> [INSTRUCTIONS FOR THE TASK] Pick out every line of the entries below where "bool" occurs, and copy those lines.

> [Data excerpts]
● ● ● ● ● ● ●

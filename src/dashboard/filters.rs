use chrono::{Datelike, Duration, NaiveDate};
use serde::{Deserialize, Serialize};
use sha2::{Digest, Sha256};
use std::collections::BTreeSet;
use std::str::FromStr;
use thiserror::Error;
use utoipa::{IntoParams, ToSchema};
use uuid::Uuid;

use crate::models::OrderStatus;

const DATE_FORMAT: &str = "%Y-%m-%d";

/// Longest custom range accepted when no limit is configured (about ten years).
pub const DEFAULT_MAX_RANGE_DAYS: i64 = 3_660;
const MIN_YEAR: i32 = 1;
const MAX_YEAR: i32 = 9_999;

/// Date-range keyword selected on the dashboard.
#[derive(
    Debug,
    Clone,
    Copy,
    Default,
    PartialEq,
    Eq,
    Hash,
    Serialize,
    Deserialize,
    ToSchema,
    strum::Display,
    strum::EnumString,
)]
#[serde(rename_all = "snake_case")]
#[strum(serialize_all = "snake_case")]
pub enum DateFilter {
    #[default]
    All,
    Today,
    Week,
    Month,
    Custom,
}

/// Inclusive calendar range.
#[derive(Debug, Clone, Copy, PartialEq, Eq, Hash, Serialize, Deserialize, ToSchema)]
pub struct DateRange {
    pub start: NaiveDate,
    pub end: NaiveDate,
}

impl DateRange {
    pub fn new(start: NaiveDate, end: NaiveDate) -> Result<Self, FilterError> {
        if start > end {
            return Err(FilterError::ReversedRange { start, end });
        }
        Ok(Self { start, end })
    }

    pub fn days(&self) -> i64 {
        (self.end - self.start).num_days() + 1
    }

    pub fn contains(&self, date: NaiveDate) -> bool {
        self.start <= date && date <= self.end
    }

    /// The range of equal length that ends the day before this one starts.
    /// `None` when that range would fall before the earliest representable date.
    pub fn previous(&self) -> Option<DateRange> {
        let end = self.start.checked_sub_signed(Duration::days(1))?;
        let start = self.start.checked_sub_signed(Duration::days(self.days()))?;
        Some(DateRange { start, end })
    }

    pub fn iter_days(&self) -> impl Iterator<Item = NaiveDate> {
        self.start.iter_days().take(self.days() as usize)
    }
}

/// A resolved date filter. `Custom` always carries its range.
#[derive(Debug, Clone, Copy, PartialEq, Eq, Hash, Default)]
pub enum DatePeriod {
    #[default]
    All,
    Today,
    Week,
    Month,
    Custom(DateRange),
}

impl DatePeriod {
    pub fn filter(&self) -> DateFilter {
        match self {
            DatePeriod::All => DateFilter::All,
            DatePeriod::Today => DateFilter::Today,
            DatePeriod::Week => DateFilter::Week,
            DatePeriod::Month => DateFilter::Month,
            DatePeriod::Custom(_) => DateFilter::Custom,
        }
    }

    /// Calendar range covered relative to `today`; `None` means unbounded.
    pub fn resolve(&self, today: NaiveDate) -> Option<DateRange> {
        match self {
            DatePeriod::All => None,
            DatePeriod::Today => Some(DateRange {
                start: today,
                end: today,
            }),
            DatePeriod::Week => {
                let offset = today.weekday().num_days_from_monday() as i64;
                Some(DateRange {
                    start: today - Duration::days(offset),
                    end: today,
                })
            }
            DatePeriod::Month => Some(DateRange {
                start: today - Duration::days(today.day0() as i64),
                end: today,
            }),
            DatePeriod::Custom(range) => Some(*range),
        }
    }
}

/// Dashboard data sections. A fetch either asks for all of them or for a named subset.
#[derive(
    Debug,
    Clone,
    Copy,
    PartialEq,
    Eq,
    Hash,
    PartialOrd,
    Ord,
    Serialize,
    Deserialize,
    ToSchema,
    strum::Display,
    strum::EnumString,
)]
#[serde(rename_all = "snake_case")]
#[strum(serialize_all = "snake_case")]
pub enum Section {
    Statistics,
    Metrics,
    Comparison,
    Trends,
    Alerts,
    TopCustomers,
    TopEmployees,
    RecentOrders,
}

impl Section {
    pub const ALL: [Section; 8] = [
        Section::Statistics,
        Section::Metrics,
        Section::Comparison,
        Section::Trends,
        Section::Alerts,
        Section::TopCustomers,
        Section::TopEmployees,
        Section::RecentOrders,
    ];

    /// Sections refreshed by the auto-refresh timer.
    pub const POLLED: [Section; 4] = [
        Section::Statistics,
        Section::Metrics,
        Section::Alerts,
        Section::RecentOrders,
    ];
}

/// Current filter selection of a dashboard view.
#[derive(Debug, Clone, PartialEq, Eq, Default)]
pub struct DashboardFilters {
    pub period: DatePeriod,
    pub customer_uuid: Option<Uuid>,
    pub statuses: BTreeSet<OrderStatus>,
}

impl DashboardFilters {
    /// Canonical query parameters. `sections = None` requests every section.
    pub fn to_query(&self, sections: Option<&[Section]>) -> DashboardQuery {
        let (start_date, end_date) = match self.period {
            DatePeriod::Custom(range) => (
                Some(range.start.format(DATE_FORMAT).to_string()),
                Some(range.end.format(DATE_FORMAT).to_string()),
            ),
            _ => (None, None),
        };

        let statuses = if self.statuses.is_empty() {
            None
        } else {
            Some(
                self.statuses
                    .iter()
                    .map(|status| status.code().to_string())
                    .collect::<Vec<_>>()
                    .join(","),
            )
        };

        let only = sections.filter(|s| !s.is_empty()).map(|sections| {
            let ordered: BTreeSet<Section> = sections.iter().copied().collect();
            ordered
                .iter()
                .map(|section| section.to_string())
                .collect::<Vec<_>>()
                .join(",")
        });

        DashboardQuery {
            date_filter: Some(self.period.filter().to_string()),
            start_date,
            end_date,
            customer_uuid: self.customer_uuid.map(|id| id.to_string()),
            statuses,
            only,
        }
    }

    /// Stable identifier of the data scope these filters select on `today`.
    ///
    /// Relative periods resolve to concrete dates, so an acknowledgement given for
    /// "this week" does not carry over into the next one.
    pub fn scope_hash(&self, today: NaiveDate) -> String {
        let range = match self.period.resolve(today) {
            Some(range) => format!(
                "{}..{}",
                range.start.format(DATE_FORMAT),
                range.end.format(DATE_FORMAT)
            ),
            None => "all".to_string(),
        };
        let customer = self
            .customer_uuid
            .map(|id| id.to_string())
            .unwrap_or_else(|| "*".to_string());
        let statuses = self
            .statuses
            .iter()
            .map(|status| status.code().to_string())
            .collect::<Vec<_>>()
            .join(",");

        let canonical = format!("range={range};customer={customer};statuses={statuses}");
        hex::encode(Sha256::digest(canonical.as_bytes()))
    }
}

/// Query string accepted by the dashboard endpoint. Values stay textual until [`DashboardQuery::parse`].
#[derive(Debug, Clone, Default, PartialEq, Eq, Serialize, Deserialize, IntoParams)]
#[into_params(parameter_in = Query)]
pub struct DashboardQuery {
    /// One of `all`, `today`, `week`, `month`, `custom`
    #[serde(default, skip_serializing_if = "Option::is_none")]
    pub date_filter: Option<String>,
    /// ISO date, required with `custom`
    #[serde(default, skip_serializing_if = "Option::is_none")]
    pub start_date: Option<String>,
    /// ISO date, required with `custom`
    #[serde(default, skip_serializing_if = "Option::is_none")]
    pub end_date: Option<String>,
    #[serde(default, skip_serializing_if = "Option::is_none")]
    pub customer_uuid: Option<String>,
    /// Comma-joined status codes
    #[serde(default, skip_serializing_if = "Option::is_none")]
    pub statuses: Option<String>,
    /// Comma-joined section names for a partial refresh
    #[serde(default, skip_serializing_if = "Option::is_none")]
    pub only: Option<String>,
}

#[derive(Debug, Clone, PartialEq, Eq)]
pub struct ParsedQuery {
    pub filters: DashboardFilters,
    /// `None` when every section was requested.
    pub sections: Option<BTreeSet<Section>>,
}

impl ParsedQuery {
    pub fn wants(&self, section: Section) -> bool {
        self.sections
            .as_ref()
            .map_or(true, |sections| sections.contains(&section))
    }
}

#[derive(Debug, Clone, PartialEq, Eq, Error)]
pub enum FilterError {
    #[error("unknown date filter '{0}'")]
    UnknownDateFilter(String),
    #[error("custom date filter requires both start_date and end_date")]
    MissingCustomDates,
    #[error("invalid date '{0}', expected YYYY-MM-DD")]
    InvalidDate(String),
    #[error("start date {start} is after end date {end}")]
    ReversedRange { start: NaiveDate, end: NaiveDate },
    #[error("invalid customer uuid '{0}'")]
    InvalidCustomer(String),
    #[error("invalid status code '{0}'")]
    InvalidStatus(String),
    #[error("unknown dashboard section '{0}'")]
    UnknownSection(String),
    #[error("custom range spans {days} days, at most {max} allowed")]
    RangeTooLong { days: i64, max: i64 },
}

fn non_empty(value: &Option<String>) -> Option<&str> {
    value
        .as_deref()
        .map(str::trim)
        .filter(|trimmed| !trimmed.is_empty())
}

fn parse_date(raw: &str) -> Result<NaiveDate, FilterError> {
    NaiveDate::parse_from_str(raw, DATE_FORMAT)
        .ok()
        .filter(|date| (MIN_YEAR..=MAX_YEAR).contains(&date.year()))
        .ok_or_else(|| FilterError::InvalidDate(raw.to_string()))
}

impl DashboardQuery {
    pub fn parse(&self) -> Result<ParsedQuery, FilterError> {
        self.parse_within(DEFAULT_MAX_RANGE_DAYS)
    }

    /// Like [`DashboardQuery::parse`], rejecting custom ranges longer than `max_range_days`.
    pub fn parse_within(&self, max_range_days: i64) -> Result<ParsedQuery, FilterError> {
        let filter = match non_empty(&self.date_filter) {
            None => DateFilter::All,
            Some(raw) => DateFilter::from_str(raw)
                .map_err(|_| FilterError::UnknownDateFilter(raw.to_string()))?,
        };

        let period = match filter {
            DateFilter::All => DatePeriod::All,
            DateFilter::Today => DatePeriod::Today,
            DateFilter::Week => DatePeriod::Week,
            DateFilter::Month => DatePeriod::Month,
            DateFilter::Custom => {
                let (start, end) = match (non_empty(&self.start_date), non_empty(&self.end_date)) {
                    (Some(start), Some(end)) => (parse_date(start)?, parse_date(end)?),
                    _ => return Err(FilterError::MissingCustomDates),
                };
                let range = DateRange::new(start, end)?;
                if range.days() > max_range_days {
                    return Err(FilterError::RangeTooLong {
                        days: range.days(),
                        max: max_range_days,
                    });
                }
                DatePeriod::Custom(range)
            }
        };

        let customer_uuid = non_empty(&self.customer_uuid)
            .map(|raw| Uuid::parse_str(raw).map_err(|_| FilterError::InvalidCustomer(raw.to_string())))
            .transpose()?;

        let statuses = match non_empty(&self.statuses) {
            None => BTreeSet::new(),
            Some(raw) => raw
                .split(',')
                .map(str::trim)
                .filter(|code| !code.is_empty())
                .map(|code| {
                    OrderStatus::parse_code(code).map_err(|_| FilterError::InvalidStatus(code.to_string()))
                })
                .collect::<Result<BTreeSet<_>, _>>()?,
        };

        let sections = non_empty(&self.only)
            .map(|raw| {
                raw.split(',')
                    .map(str::trim)
                    .filter(|name| !name.is_empty())
                    .map(|name| {
                        Section::from_str(name).map_err(|_| FilterError::UnknownSection(name.to_string()))
                    })
                    .collect::<Result<BTreeSet<_>, _>>()
            })
            .transpose()?
            .filter(|sections| !sections.is_empty());

        Ok(ParsedQuery {
            filters: DashboardFilters {
                period,
                customer_uuid,
                statuses,
            },
            sections,
        })
    }
}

● ● ● ● ● ● ●

> [EXERCISE RESULT]
    pub fn contains(&self, date: NaiveDate) -> bool {
    pub fn wants(&self, section: Section) -> bool {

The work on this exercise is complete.